▶ **Goal of the exercise**
Give again, unchanged, the line that contains "let title = non_blank(input.name).unwrap_or_else(||" together with every line that follows it until the entries end.

Items from a dataset:
============================================================
//! Setup flow - API key validation and config entry creation

use ai_core::{GeminiInferenceEngine, InferenceConfig, InferenceEngine, InferenceError};
use domain::OptionsMap;
use secrecy::SecretString;
use serde::Deserialize;
use serde_json::Value;
use thiserror::Error;
use tracing::{error, info, instrument, warn};

use super::form::{FieldKind, FormField};
use crate::config::{DEFAULT_ENTRY_NAME, EndpointsConfig, EntryConfig};

/// Reasons a setup submission is rejected
#[derive(Debug, Error)]
pub enum ConfigFlowError {
    /// The API could not be reached
    #[error("Unable to connect to Gemini API: {0}")]
    CannotConnect(String),

    /// The key was rejected or grants no TTS model
    #[error("Invalid API key: {0}")]
    InvalidApiKey(String),

    /// Anything else
    #[error("Unexpected error: {0}")]
    Unknown(String),
}

impl ConfigFlowError {
    /// Form error code
    #[must_use]
    pub const fn code(&self) -> &'static str {
        match self {
            Self::CannotConnect(_) => "cannot_connect",
            Self::InvalidApiKey(_) => "invalid_api_key",
            Self::Unknown(_) => "unknown",
        }
    }
}

impl From<InferenceError> for ConfigFlowError {
    fn from(err: InferenceError) -> Self {
        if err.is_transport() {
            Self::CannotConnect(err.to_string())
        } else if err.is_unauthorized() {
            Self::InvalidApiKey(err.to_string())
        } else {
            Self::Unknown(err.to_string())
        }
    }
}

/// Submitted setup form
#[derive(Clone, Default, Deserialize)]
pub struct UserInput {
    pub api_key: String,
    #[serde(default)]
    pub name: Option<String>,
    #[serde(default)]
    pub stt_project_id: Option<String>,
    #[serde(default)]
    pub stt_credentials_json: Option<String>,
}

impl std::fmt::Debug for UserInput {
    fn fmt(&self, f: &mut std::fmt::Formatter<'_>) -> std::fmt::Result {
        f.debug_struct("UserInput")
            .field("api_key", &"[REDACTED]")
            .field("name", &self.name)
            .field("stt_project_id", &self.stt_project_id)
            .field(
                "stt_credentials_json",
                &self.stt_credentials_json.as_ref().map(|_| "[REDACTED]"),
            )
            .finish()
    }
}

/// Entry produced by a successful setup
#[derive(Debug, Clone)]
pub struct ConfigEntry {
    pub title: String,
    pub entry: EntryConfig,
    /// Stored options, empty until the options flow runs
    pub options: OptionsMap,
}

/// Check that `engine`'s key can list at least one TTS model
///
/// # Errors
///
/// `CannotConnect` on transport or server failures, `InvalidApiKey` when the
/// key is rejected or no TTS model is visible, `Unknown` otherwise.
pub async fn validate_api_key(engine: &dyn InferenceEngine) -> Result<(), ConfigFlowError> {
    let models = engine.list_models().await.map_err(|e| {
        error!(error = %e, "Unable to connect to Gemini API");
        ConfigFlowError::from(e)
    })?;

    if models.iter().any(|m| m.to_lowercase().contains("tts")) {
        Ok(())
    } else {
        warn!(models = models.len(), "No TTS models available with this API key");
        Err(ConfigFlowError::InvalidApiKey(
            "No TTS models available with this API key".to_string(),
        ))
    }
}

fn non_blank(value: Option<String>) -> Option<String> {
    value
        .map(|v| v.trim().to_string())
        .filter(|v| !v.is_empty())
}

/// First step of adding the integration
#[derive(Debug, Clone, Default)]
pub struct SetupFlow {
    endpoints: EndpointsConfig,
}

impl SetupFlow {
    /// Create a flow validating against `endpoints`
    pub const fn new(endpoints: EndpointsConfig) -> Self {
        Self { endpoints }
    }

    /// Fields of the user step
    pub fn form(&self) -> Vec<FormField> {
        vec![
            FormField {
                key: "api_key",
                kind: FieldKind::Text {
                    secret: true,
                    multiline: false,
                },
                required: true,
                default: None,
            },
            FormField::optional(
                "name",
                FieldKind::Text {
                    secret: false,
                    multiline: false,
                },
                Value::String(DEFAULT_ENTRY_NAME.to_string()),
            ),
            FormField {
                key: "stt_project_id",
                kind: FieldKind::Text {
                    secret: false,
                    multiline: false,
                },
                required: false,
                default: None,
            },
            FormField {
                key: "stt_credentials_json",
                kind: FieldKind::Text {
                    secret: true,
                    multiline: true,
                },
                required: false,
                default: None,
            },
        ]
    }

    /// Validate the submitted form and build the config entry
    ///
    /// # Errors
    ///
    /// Returns the [`ConfigFlowError`] whose [`code`](ConfigFlowError::code)
    /// is shown on the form.
    #[instrument(skip(self, input))]
    pub async fn submit(&self, input: UserInput) -> Result<ConfigEntry, ConfigFlowError> {
        let api_key = input.api_key.trim().to_string();
        if api_key.is_empty() {
            return Err(ConfigFlowError::InvalidApiKey(
                "API key is required".to_string(),
            ));
        }

        let engine = GeminiInferenceEngine::new(InferenceConfig {
            api_key: api_key.clone(),
            base_url: self.endpoints.gemini_base_url.clone(),
            timeout_ms: self.endpoints.timeout_ms,
            ..InferenceConfig::default()
        })
        .map_err(|e| ConfigFlowError::Unknown(e.to_string()))?;

        validate_api_key(&engine).await?;

        let title = non_blank(input.name).unwrap_or_else(|| DEFAULT_ENTRY_NAME.to_string());
        let entry = EntryConfig {
            api_key: Some(SecretString::from(api_key)),
            name: title.clone(),
            stt_project_id: non_blank(input.stt_project_id),
            stt_credentials_json: non_blank(input.stt_credentials_json).map(SecretString::from),
        };

        info!(title = %title, stt = entry.has_stt_credentials(), "Config entry created");
        Ok(ConfigEntry {
            title,
            entry,
            options: OptionsMap::new(),
        })
    }
}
============================================================
▶ **Result of the task**
        let title = non_blank(input.name).unwrap_or_else(|| DEFAULT_ENTRY_NAME.to_string());
        let entry = EntryConfig {
            api_key: Some(SecretString::from(api_key)),
            name: title.clone(),
            stt_project_id: non_blank(input.stt_project_id),
            stt_credentials_json: non_blank(input.stt_credentials_json).map(SecretString::from),
        };

        info!(title = %title, stt = entry.has_stt_credentials(), "Config entry created");
        Ok(ConfigEntry {
            title,
            entry,
            options: OptionsMap::new(),
        })
    }
}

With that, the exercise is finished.